Face à cela, que peut le soin ? Que peut la parole du thérapeute ? Beaucoup, si elle s’ancre dans une éthique de la reconnaissance. Le soin devient alors un acte de résistance. Une manière de dire à l’autre : «Tu existes. Tu mérites d’être vu, entendu, respecté.» C’est peu, mais c’est déjà beaucoup dans un monde qui nie si souvent cette simple évidence.
Mais le soin ne peut pas tout. Il ne remplace pas la justice sociale, il ne compense pas les politiques d’exclusion. Il peut apaiser, jamais réparer entièrement. D’où l’urgence de penser ensemble, collectivement, les effets psychiques des inégalités. De ne plus considérer la souffrance comme un simple problème individuel, mais comme le symptôme d’un désordre politique et moral plus vaste.
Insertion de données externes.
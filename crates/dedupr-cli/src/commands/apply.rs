//! Apply command - apply a batch of column operations to a snapshot.

use std::path::PathBuf;

use colored::Colorize;
use dedupr::operations::{Operation, OperationRequest};
use dedupr::{ClassifierRegistry, ColumnEngine};

use super::{CommandResult, load_snapshot, output_path, save_snapshot};

pub fn run(
    snapshot: PathBuf,
    operations: PathBuf,
    output: Option<PathBuf>,
    verbose: bool,
) -> CommandResult {
    let dataset = load_snapshot(&snapshot)?;

    let contents = std::fs::read_to_string(&operations)
        .map_err(|e| format!("Cannot read {}: {}", operations.display(), e))?;
    let requests: Vec<OperationRequest> = serde_json::from_str(&contents)?;
    let operations = requests
        .into_iter()
        .map(OperationRequest::into_operation)
        .collect::<Result<Vec<Operation>, _>>()?;

    if operations.is_empty() {
        println!("{} No operations to apply.", "Warning:".yellow().bold());
        return Ok(());
    }

    println!(
        "{} {} operations",
        "Applying".cyan().bold(),
        operations.len().to_string().white().bold()
    );

    let registry = ClassifierRegistry::new();
    let (updated, report) = ColumnEngine::new(&registry).apply(&dataset, &operations)?;

    if verbose {
        for change in &report.changes {
            println!(
                "  {} {} ({} values)",
                "•".cyan(),
                change.description,
                change.values_changed
            );
        }
    }

    println!(
        "{} values changed, {} columns added, {} columns removed",
        report.values_changed.to_string().white().bold(),
        report.columns_added.to_string().green(),
        report.columns_removed.to_string().red()
    );

    save_snapshot(&updated, &output_path(&snapshot, output))
}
Ce que Mbembe nous offre, avec la nécropolitique, ce n’est pas seulement une théorie. C’est un miroir. Il nous oblige à regarder ce que nous tolérons. Il interroge nos seuils d’acceptabilité. Combien de morts faut-il pour que l’indignation se transforme en action ? Combien de souffrances invisibles devons-nous ignorer avant de reconnaître que nous participons, par notre silence ou notre inaction, à la fabrication de ces mondes-morts ?
Le psychiatre, ici, ne peut se contenter d’un rôle technique. Il doit aussi être un témoin. Un veilleur. Quelqu’un qui relie les récits individuels à la trame collective. Qui ose nommer les choses. Qui rappelle que la souffrance psychique est souvent un cri étouffé, une tentative désespérée de dire : «Je ne suis pas mort, même si vous me traitez comme tel.»
Il ne s’agit pas d’en faire un combat idéologique, mais d’adopter une posture éthique. Refuser l’indifférence. Refuser la hiérarchisation des vies. Et surtout, refuser de soigner les conséquences sans jamais interroger les causes. La nécropolitique n’est pas une fatalité. C’est une construction sociale, donc réversible. À condition de réapprendre à regarder. À écouter. À nommer. Et à agir, là où nous sommes, avec ce que nous avons.
Alors oui, peut-être que tout commence là : dans le cabinet d’un psychiatre, dans un échange silencieux, dans une reconnaissance intime, fragile, mais fondatrice. Une manière de dire, à contre-courant de l’époque : «Tu comptes.»
Et ce simple geste, à l’heure où tant d’êtres humains sont abandonnés dans des zones de non-droit, de non-regard, est peut-être l’acte le plus radical qui soit.